Exception in thread "main" java.lang.IllegalArgumentException: Couldn't connect and authenticate to get collection
    at com.mongodb.hadoop.util.MongoConfigUtil.getCollection(MongoConfigUtil.java:353)
    at com.mongodb.hadoop.splitter.MongoSplitterFactory.getSplitterByStats(MongoSplitterFactory.java:71)
    at com.mongodb.hadoop.splitter.MongoSplitterFactory.getSplitter(MongoSplitterFactory.java:107)
    at com.mongodb.hadoop.MongoInputFormat.getSplits(MongoInputFormat.java:56)
    at org.apache.hadoop.mapred.JobClient.writeNewSplits(JobClient.java:1079)
    at org.apache.hadoop.mapred.JobClient.writeSplits(JobClient.java:1096)
    at org.apache.hadoop.mapred.JobClient.access$600(JobClient.java:177)
    at org.apache.hadoop.mapred.JobClient$2.run(JobClient.java:995)
    at org.apache.hadoop.mapred.JobClient$2.run(JobClient.java:948)
    at java.security.AccessController.doPrivileged(Native Method)
    at javax.security.auth.Subject.doAs(Subject.java:415)
    at org.apache.hadoop.security.UserGroupInformation.doAs(UserGroupInformation.java:1408)
    at org.apache.hadoop.mapred.JobClient.submitJobInternal(JobClient.java:948)
    at org.apache.hadoop.mapreduce.Job.submit(Job.java:566)
    at org.apache.hadoop.mapreduce.Job.waitForCompletion(Job.java:596)
    at com.orbis.image.extractor.mongo.imageExtractor.run(imageExtractor.java:103)
    at org.apache.hadoop.util.ToolRunner.run(ToolRunner.java:70)
    at com.orbis.image.extractor.mongo.imageExtractor.main(imageExtractor.java:78)
    at sun.reflect.NativeMethodAccessorImpl.invoke0(Native Method)
    at sun.reflect.NativeMethodAccessorImpl.invoke(NativeMethodAccessorImpl.java:57)
    at sun.reflect.DelegatingMethodAccessorImpl.invoke(DelegatingMethodAccessorImpl.java:43)
    at java.lang.reflect.Method.invoke(Method.java:606)
    at org.apache.hadoop.util.RunJar.main(RunJar.java:208)
Caused by: java.lang.NullPointerException
    at com.mongodb.MongoURI.<init>(MongoURI.java:148)
    at com.mongodb.MongoClient.<init>(MongoClient.java:268)
    at com.mongodb.hadoop.util.MongoConfigUtil.getCollection(MongoConfigUtil.java:351)
    ... 22 more
3

There are 3 best solutions below

2
helmy On

You haven't shared the complete code so it's hard to tell, but what you've got there does not look consistent with typical usage of the MongoDB Connector for Hadoop.

I would suggest that you start with the examples in github.

0
İlker Korkut On

Late answer.. It may be helpul for people.

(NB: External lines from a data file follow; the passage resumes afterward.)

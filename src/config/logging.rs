//! Logging configuration

use serde::{Deserialize, Serialize};
use std::collections::BTreeMap;
use std::str::FromStr;

/// Log output format
#[derive(Debug, Clone, Copy, PartialEq, Eq, Serialize, Deserialize, Default)]
#[serde(rename_all = "snake_case")]
pub enum LogFormat {
    /// Pretty-printed logs for humans
    #[default]
    Pretty,
    /// JSON logs for machine parsing
    Json,
}

impl FromStr for LogFormat {
    type Err = String;

    fn from_str(s: &str) -> Result<Self, Self::Err> {
        match s.to_lowercase().as_str() {
            "pretty" => Ok(LogFormat::Pretty),
            "json" => Ok(LogFormat::Json),
            _ => Err(format!("Invalid log format: {}", s)),
        }
    }
}

/// Logging configuration
///
/// Evaluated content is never logged, whatever the level.
#[derive(Debug, Clone, PartialEq, Serialize, Deserialize)]
#[serde(default)]
pub struct LoggingConfig {
    pub level: String,
    pub format: LogFormat,
    /// Per-module levels, e.g. `{ consensus = "debug" }`
    #[serde(skip_serializing_if = "Option::is_none")]
    pub component_levels: Option<BTreeMap<String, String>>,
}

impl Default for LoggingConfig {
    fn default() -> Self {
        Self {
            level: "info".to_string(),
            format: LogFormat::Pretty,
            component_levels: None,
        }
    }
}
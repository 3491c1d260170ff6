use thiserror::Error;

/// Request-level failures of a consensus evaluation.
///
/// Individual backend failures never surface here: they become excluded
/// verdicts and only count against the quorum.
#[derive(Debug, Clone, PartialEq, Eq, Error)]
pub enum ConsensusError {
    #[error("insufficient quorum: {received} successful verdicts, {required} required")]
    InsufficientQuorum { required: usize, received: usize },

    #[error("no enabled backend matches the request")]
    AllBackendsDisabled,
}

impl ConsensusError {
    /// Short label used for metrics and logs.
    pub fn kind(&self) -> &'static str {
        match self {
            ConsensusError::InsufficientQuorum { .. } => "insufficient_quorum",
            ConsensusError::AllBackendsDisabled => "all_backends_disabled",
        }
    }
}
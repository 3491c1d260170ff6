//! Judge factory for creating Judge trait objects from configuration.

use super::{HttpJudge, Judge, JudgeError, StaticJudge};
use crate::config::{BackendConfig, JudgeType};
use reqwest::Client;
use std::sync::Arc;

/// Create a judge from backend configuration.
///
/// HTTP judges share `client` for connection pooling. When `api_key_env` is
/// set the key is read from that environment variable at build time.
///
/// # Examples
///
/// ```
/// use verdict::config::{BackendConfig, FixedJudgmentConfig, JudgeType};
/// use verdict::judge::build_judge;
/// use reqwest::Client;
///
/// let mut config = BackendConfig::new("dry-run");
/// config.judge_type = JudgeType::Static;
/// config.fixed = Some(FixedJudgmentConfig { risk_score: 0.1, confidence: 0.9 });
///
/// assert!(build_judge(&config, &Client::new()).is_ok());
/// ```
pub fn build_judge(config: &BackendConfig, client: &Client) -> Result<Arc<dyn Judge>, JudgeError> {
    match config.judge_type {
        JudgeType::Http => {
            let url = config.url.as_deref().ok_or_else(|| {
                JudgeError::Configuration(format!("backend '{}' requires a url", config.id))
            })?;

            let mut judge = HttpJudge::new(config.id.clone(), url, client.clone());
            if let Some(env_var) = &config.api_key_env {
                let api_key = std::env::var(env_var).map_err(|e| {
                    JudgeError::Configuration(format!(
                        "Failed to read API key from env var '{}': {}",
                        env_var, e
                    ))
                })?;
                judge = judge.with_api_key(api_key);
            }
            Ok(Arc::new(judge))
        }
        JudgeType::Static => {
            let fixed = config.fixed.as_ref().ok_or_else(|| {
                JudgeError::Configuration(format!(
                    "static backend '{}' requires a [backends.fixed] table",
                    config.id
                ))
            })?;
            Ok(Arc::new(StaticJudge::new(fixed.risk_score, fixed.confidence)))
        }
    }
}
//! Consensus engine.
//!
//! A request fans out to the enabled judge backends (all at once, or one at
//! a time cheapest-first for cascading), the verdicts are combined under the
//! chosen strategy, and every call feeds the performance tracker that weights
//! the next request.

pub mod aggregator;
pub mod cost;
mod dispatcher;
mod error;
mod strategies;
mod types;

pub use aggregator::{aggregate, cascade_satisfied, threshold_reached, ProfileTable, VotingProfile};
pub use cost::{order_by_cost, CascadeController, CostMeter};
pub use dispatcher::{ConsensusEngine, DispatchPhase};
pub use error::ConsensusError;
pub use strategies::ConsensusStrategy;
pub use types::*;
//! Backends command implementation

use crate::cli::output::{format_backends_json, format_backends_table, BackendView};
use crate::cli::BackendsListArgs;
use crate::config::VerdictConfig;

/// Handle backends list command
///
/// Lists backends as configured, sorted by id. No backend is contacted and
/// no API key is read.
pub fn handle_backends_list(
    args: &BackendsListArgs,
    config: &VerdictConfig,
) -> Result<String, Box<dyn std::error::Error>> {
    let default_timeout = config.engine.default_timeout();

    let mut views: Vec<BackendView> = config
        .backends
        .iter()
        .filter(|b| !args.enabled_only || b.enabled)
        .map(|b| BackendView::from_config(b, default_timeout))
        .collect();
    views.sort_by(|a, b| a.id.cmp(&b.id));

    if args.json {
        Ok(format_backends_json(&views)?)
    } else {
        Ok(format_backends_table(&views))
    }
}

I encountered with same problem while playing with Apache Spark.

I think you should set correctly mongo.input.uri and mongo.output.uri which will be used by hadoop and also input and output formats.

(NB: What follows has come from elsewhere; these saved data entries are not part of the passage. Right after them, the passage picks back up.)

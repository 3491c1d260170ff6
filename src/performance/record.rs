use crate::consensus::{clamp_unit, Verdict, VerdictOutcome};
use chrono::{DateTime, Utc};
use serde::Serialize;
use std::time::Duration;

/// What the tracker needs to know about one completed call.
#[derive(Debug, Clone, Copy, PartialEq)]
pub struct OutcomeSnapshot {
    pub outcome: VerdictOutcome,
    pub latency: Duration,
    /// Reported confidence; only meaningful for successful calls
    pub confidence: Option<f64>,
    pub cost: f64,
}

impl From<&Verdict> for OutcomeSnapshot {
    fn from(verdict: &Verdict) -> Self {
        Self {
            outcome: verdict.outcome,
            latency: verdict.latency,
            confidence: verdict.confidence,
            cost: verdict.cost,
        }
    }
}

/// Rolling statistics of one backend.
///
/// Averages are exponentially weighted; the first sample of each average
/// seeds it directly.
#[derive(Debug, Clone, PartialEq, Default, Serialize)]
pub struct PerformanceRecord {
    pub total_calls: u64,
    pub success_count: u64,
    /// Failed calls, timeouts included
    pub failure_count: u64,
    pub timeout_count: u64,
    /// EWMA of 1.0 per success and 0.0 per failure
    pub success_rate: f64,
    pub avg_latency_ms: f64,
    /// EWMA over successful calls only
    pub avg_confidence: f64,
    pub total_cost: f64,
    pub last_call_at: Option<DateTime<Utc>>,
}

impl PerformanceRecord {
    /// Fold one completed call into the record.
    pub(crate) fn apply(&mut self, backend_id: &str, snapshot: &OutcomeSnapshot, alpha: f64) {
        let first_call = self.total_calls == 0;
        self.total_calls += 1;
        self.last_call_at = Some(Utc::now());

        if snapshot.cost.is_finite() && snapshot.cost >= 0.0 {
            self.total_cost += snapshot.cost;
        } else {
            tracing::warn!(backend_id = %backend_id, cost = snapshot.cost, "Ignoring invalid call cost");
        }

        let latency_ms = snapshot.latency.as_secs_f64() * 1000.0;
        self.avg_latency_ms = ewma(self.avg_latency_ms, latency_ms, alpha, first_call);

        let succeeded = snapshot.outcome == VerdictOutcome::Success;
        let sample = if succeeded { 1.0 } else { 0.0 };
        self.success_rate = ewma(self.success_rate, sample, alpha, first_call);

        if succeeded {
            self.success_count += 1;
            let confidence = clamp_unit(snapshot.confidence.unwrap_or(0.0), "confidence", backend_id);
            self.avg_confidence = ewma(
                self.avg_confidence,
                confidence,
                alpha,
                self.success_count == 1,
            );
        } else {
            self.failure_count += 1;
            if snapshot.outcome == VerdictOutcome::Timeout {
                self.timeout_count += 1;
            }
        }
    }

    /// `base_weight * success_rate * avg_confidence`, never below `floor`.
    ///
    /// A backend that has never been called sits exactly at the floor.
    pub fn effective_weight(&self, base_weight: f64, floor: f64) -> f64 {
        if self.total_calls == 0 {
            return floor;
        }
        let weight = base_weight * self.success_rate * self.avg_confidence;
        if weight.is_finite() {
            weight.max(floor)
        } else {
            floor
        }
    }
}

fn ewma(current: f64, sample: f64, alpha: f64, seed: bool) -> f64 {
    if seed {
        sample
    } else {
        alpha * sample + (1.0 - alpha) * current
    }
}

#[cfg(test)]
mod tests {
    use super::*;

    fn success(confidence: f64, latency_ms: u64) -> OutcomeSnapshot {
        OutcomeSnapshot {
            outcome: VerdictOutcome::Success,
            latency: Duration::from_millis(latency_ms),
            confidence: Some(confidence),
            cost: 0.1,
        }
    }

    fn failure(outcome: VerdictOutcome) -> OutcomeSnapshot {
        OutcomeSnapshot {
            outcome,
            latency: Duration::from_millis(50),
            confidence: None,
            cost: 0.1,
        }
    }

    #[test]
    fn first_sample_seeds_averages() {
        let mut record = PerformanceRecord::default();
        record.apply("a", &success(0.9, 100), 0.2);

        assert_eq!(record.total_calls, 1);
        assert_eq!(record.success_rate, 1.0);
        assert_eq!(record.avg_confidence, 0.9);
        assert_eq!(record.avg_latency_ms, 100.0);
        assert!(record.last_call_at.is_some());
    }

    #[test]
    fn ewma_weights_recent_samples() {
        let mut record = PerformanceRecord::default();
        record.apply("a", &success(0.9, 100), 0.2);
        record.apply("a", &success(0.9, 200), 0.2);

        // 0.2 * 200 + 0.8 * 100
        assert!((record.avg_latency_ms - 120.0).abs() < 1e-9);
    }

    #[test]
    fn timeouts_count_as_failures() {
        let mut record = PerformanceRecord::default();
        record.apply("a", &failure(VerdictOutcome::Timeout), 0.2);
        record.apply("a", &failure(VerdictOutcome::Failure), 0.2);

        assert_eq!(record.failure_count, 2);
        assert_eq!(record.timeout_count, 1);
        assert_eq!(record.success_count, 0);
        assert_eq!(record.success_rate, 0.0);
        assert!((record.total_cost - 0.2).abs() < 1e-12);
    }

    #[test]
    fn out_of_range_confidence_is_clamped() {
        let mut record = PerformanceRecord::default();
        record.apply("a", &success(7.0, 10), 0.2);
        assert_eq!(record.avg_confidence, 1.0);
    }

    #[test]
    fn zero_calls_sit_at_floor() {
        let record = PerformanceRecord::default();
        assert_eq!(record.effective_weight(5.0, 0.001), 0.001);
    }

    #[test]
    fn failures_only_sit_at_floor() {
        let mut record = PerformanceRecord::default();
        record.apply("a", &failure(VerdictOutcome::Failure), 0.2);
        assert_eq!(record.effective_weight(1.0, 0.001), 0.001);
    }
}
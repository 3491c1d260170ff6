//! # Metrics
//!
//! Emits engine metrics through the `metrics` facade. The library installs no
//! recorder; a host that wants the figures installs its own exporter.
//!
//! ## Metrics Emitted
//!
//! **Counters:**
//! - `verdict_backend_calls_total{backend, outcome}` - Backend call attempts
//! - `verdict_consensus_total{strategy, result}` - Consensus evaluations
//!
//! **Histograms:**
//! - `verdict_backend_latency_seconds{backend}` - Backend call latency
//!
//! **Gauges:**
//! - `verdict_backend_effective_weight{backend}` - Weight after the latest call

use crate::consensus::{ConsensusError, ConsensusResult, ConsensusStrategy, Decision, VerdictOutcome};
use std::time::Duration;

/// Sanitize a backend id for use as a Prometheus label value.
///
/// Characters outside `[a-zA-Z0-9_]` become underscores and a leading digit
/// is prefixed with one.
pub fn sanitize_label(label: &str) -> String {
    let mut sanitized = label
        .chars()
        .map(|c| {
            if c.is_ascii_alphanumeric() || c == '_' {
                c
            } else {
                '_'
            }
        })
        .collect::<String>();

    if sanitized.chars().next().is_some_and(|c| c.is_ascii_digit()) {
        sanitized.insert(0, '_');
    }
    sanitized
}

/// Label of an evaluation outcome: the decision, or the error kind.
pub fn consensus_result_label(result: &Result<ConsensusResult, ConsensusError>) -> &'static str {
    match result {
        Ok(result) => match result.decision() {
            Decision::Flagged => "flagged",
            Decision::Clear => "clear",
            Decision::Undecided => "undecided",
        },
        Err(e) => e.kind(),
    }
}

pub fn record_backend_call(backend_id: &str, outcome: VerdictOutcome, latency: Duration) {
    let backend = sanitize_label(backend_id);
    metrics::counter!(
        "verdict_backend_calls_total",
        "backend" => backend.clone(),
        "outcome" => outcome.as_str()
    )
    .increment(1);
    metrics::histogram!("verdict_backend_latency_seconds", "backend" => backend)
        .record(latency.as_secs_f64());
}

pub fn record_effective_weight(backend_id: &str, weight: f64) {
    metrics::gauge!(
        "verdict_backend_effective_weight",
        "backend" => sanitize_label(backend_id)
    )
    .set(weight);
}

pub fn record_consensus(
    strategy: ConsensusStrategy,
    result: &Result<ConsensusResult, ConsensusError>,
) {
    metrics::counter!(
        "verdict_consensus_total",
        "strategy" => strategy.as_str(),
        "result" => consensus_result_label(result)
    )
    .increment(1);
}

/*Correct input and output uri setting on spark(hadoop)*/
conf.set("mongo.input.uri", "mongodb://localhost:27017/dbName.inputColName");
conf.set("mongo.output.uri", "mongodb://localhost:27017/dbName.outputColName");

/*Set input and output formats*/
job.setInputFormatClass( MongoInputFormat.class );
job.setOutputFormatClass( MongoOutputFormat.class )

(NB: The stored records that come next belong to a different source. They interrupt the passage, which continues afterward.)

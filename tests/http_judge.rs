//! HTTP judge integration tests against a mock backend.

use serde_json::json;
use std::sync::Arc;
use std::time::Duration;
use verdict::consensus::{ConsensusEngine, ConsensusRequest, ConsensusStrategy, VerdictOutcome};
use verdict::judge::{HttpJudge, Judge, JudgeError};
use verdict::registry::BackendDescriptor;
use wiremock::matchers::{body_json, header, method, path};
use wiremock::{Mock, MockServer, ResponseTemplate};

fn judge_for(server: &MockServer) -> HttpJudge {
    HttpJudge::new(
        "mock",
        format!("{}/evaluate", server.uri()),
        reqwest::Client::new(),
    )
}

#[tokio::test]
async fn test_successful_judgment_with_cost() {
    let server = MockServer::start().await;
    Mock::given(method("POST"))
        .and(path("/evaluate"))
        .and(body_json(json!({ "content": "hello" })))
        .respond_with(ResponseTemplate::new(200).set_body_json(json!({
            "risk_score": 0.42,
            "confidence": 0.88,
            "cost": 0.003
        })))
        .expect(1)
        .mount(&server)
        .await;

    let judgment = judge_for(&server)
        .judge("hello", Duration::from_secs(5))
        .await
        .unwrap();

    assert_eq!(judgment.risk_score, 0.42);
    assert_eq!(judgment.confidence, 0.88);
    assert_eq!(judgment.cost, Some(0.003));
}

#[tokio::test]
async fn test_cost_is_optional() {
    let server = MockServer::start().await;
    Mock::given(method("POST"))
        .and(path("/evaluate"))
        .respond_with(
            ResponseTemplate::new(200)
                .set_body_json(json!({ "risk_score": 0.1, "confidence": 0.9 })),
        )
        .mount(&server)
        .await;

    let judgment = judge_for(&server)
        .judge("hello", Duration::from_secs(5))
        .await
        .unwrap();
    assert_eq!(judgment.cost, None);
}

#[tokio::test]
async fn test_bearer_token_sent_when_configured() {
    let server = MockServer::start().await;
    Mock::given(method("POST"))
        .and(path("/evaluate"))
        .and(header("authorization", "Bearer secret-key"))
        .respond_with(
            ResponseTemplate::new(200)
                .set_body_json(json!({ "risk_score": 0.1, "confidence": 0.9 })),
        )
        .expect(1)
        .mount(&server)
        .await;

    let result = judge_for(&server)
        .with_api_key("secret-key")
        .judge("hello", Duration::from_secs(5))
        .await;
    assert!(result.is_ok());
}

#[tokio::test]
async fn test_error_status_maps_to_upstream() {
    let server = MockServer::start().await;
    Mock::given(method("POST"))
        .respond_with(ResponseTemplate::new(503).set_body_string("overloaded"))
        .mount(&server)
        .await;

    let err = judge_for(&server)
        .judge("hello", Duration::from_secs(5))
        .await
        .unwrap_err();

    match err {
        JudgeError::Upstream { status, message } => {
            assert_eq!(status, 503);
            assert_eq!(message, "overloaded");
        }
        other => panic!("expected upstream error, got {other:?}"),
    }
}

#[tokio::test]
async fn test_malformed_body_maps_to_invalid_response() {
    let server = MockServer::start().await;
    Mock::given(method("POST"))
        .respond_with(ResponseTemplate::new(200).set_body_json(json!({ "risk": "high" })))
        .mount(&server)
        .await;

    let err = judge_for(&server)
        .judge("hello", Duration::from_secs(5))
        .await
        .unwrap_err();
    assert!(matches!(err, JudgeError::InvalidResponse(_)));
}

#[tokio::test]
async fn test_slow_backend_maps_to_timeout() {
    let server = MockServer::start().await;
    Mock::given(method("POST"))
        .respond_with(
            ResponseTemplate::new(200)
                .set_body_json(json!({ "risk_score": 0.1, "confidence": 0.9 }))
                .set_delay(Duration::from_secs(2)),
        )
        .mount(&server)
        .await;

    let err = judge_for(&server)
        .judge("hello", Duration::from_millis(100))
        .await
        .unwrap_err();
    assert!(err.is_timeout());
}

#[tokio::test]
async fn test_connection_refused_maps_to_network() {
    let judge = HttpJudge::new("closed", "http://127.0.0.1:9/evaluate", reqwest::Client::new());

    let err = judge
        .judge("hello", Duration::from_secs(2))
        .await
        .unwrap_err();
    assert!(matches!(err, JudgeError::Network(_)));
}

#[tokio::test]
async fn test_engine_with_http_backends() {
    let flagging = MockServer::start().await;
    Mock::given(method("POST"))
        .respond_with(
            ResponseTemplate::new(200)
                .set_body_json(json!({ "risk_score": 0.95, "confidence": 0.9 })),
        )
        .mount(&flagging)
        .await;

    let broken = MockServer::start().await;
    Mock::given(method("POST"))
        .respond_with(ResponseTemplate::new(500))
        .mount(&broken)
        .await;

    let engine = ConsensusEngine::default();
    engine
        .register_backend(
            BackendDescriptor::new("flagging", "mock").with_cost_per_call(0.5),
            Arc::new(judge_for(&flagging)),
        )
        .unwrap();
    engine
        .register_backend(
            BackendDescriptor::new("broken", "mock").with_cost_per_call(0.25),
            Arc::new(judge_for(&broken)),
        )
        .unwrap();

    let result = engine
        .evaluate(ConsensusRequest::new("hello", ConsensusStrategy::Weighted))
        .await
        .unwrap();

    assert!(result.is_flagged);
    assert_eq!(result.contributing_verdicts.len(), 1);
    assert_eq!(result.excluded_verdicts[0].backend_id, "broken");
    assert_eq!(result.excluded_verdicts[0].outcome, VerdictOutcome::Failure);
    assert!((result.total_cost - 0.75).abs() < 1e-9);
}
//! Config command handlers

use crate::cli::ConfigInitArgs;
use std::fs;

const EXAMPLE_CONFIG: &str = include_str!("../../verdict.example.toml");

/// Handle `verdict config init` command
pub fn handle_config_init(args: &ConfigInitArgs) -> Result<(), Box<dyn std::error::Error>> {
    if args.output.exists() && !args.force {
        return Err(format!(
            "File already exists: {}. Use --force to overwrite.",
            args.output.display()
        )
        .into());
    }

    fs::write(&args.output, EXAMPLE_CONFIG)?;

    println!("✓ Configuration file created: {}", args.output.display());
    println!("  Edit the [[backends]] entries to point at your judges.");

    Ok(())
}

Btw, if "mongo.input.uri" or "mongo.output.uri" strings have typos it causes same error.

1
O.Chougna On

Replace:

MongoConfigUtil.setInputURI(conf, "mongodb://localhost:27017/fake_data.file");

by:

MongoConfigUtil.setInputURI(job.getConfiguration(), "mongodb://localhost:27017/fake_data.file");

The conf object is already 'consumed' by your job, so you need to set it directly on the configuration of the job.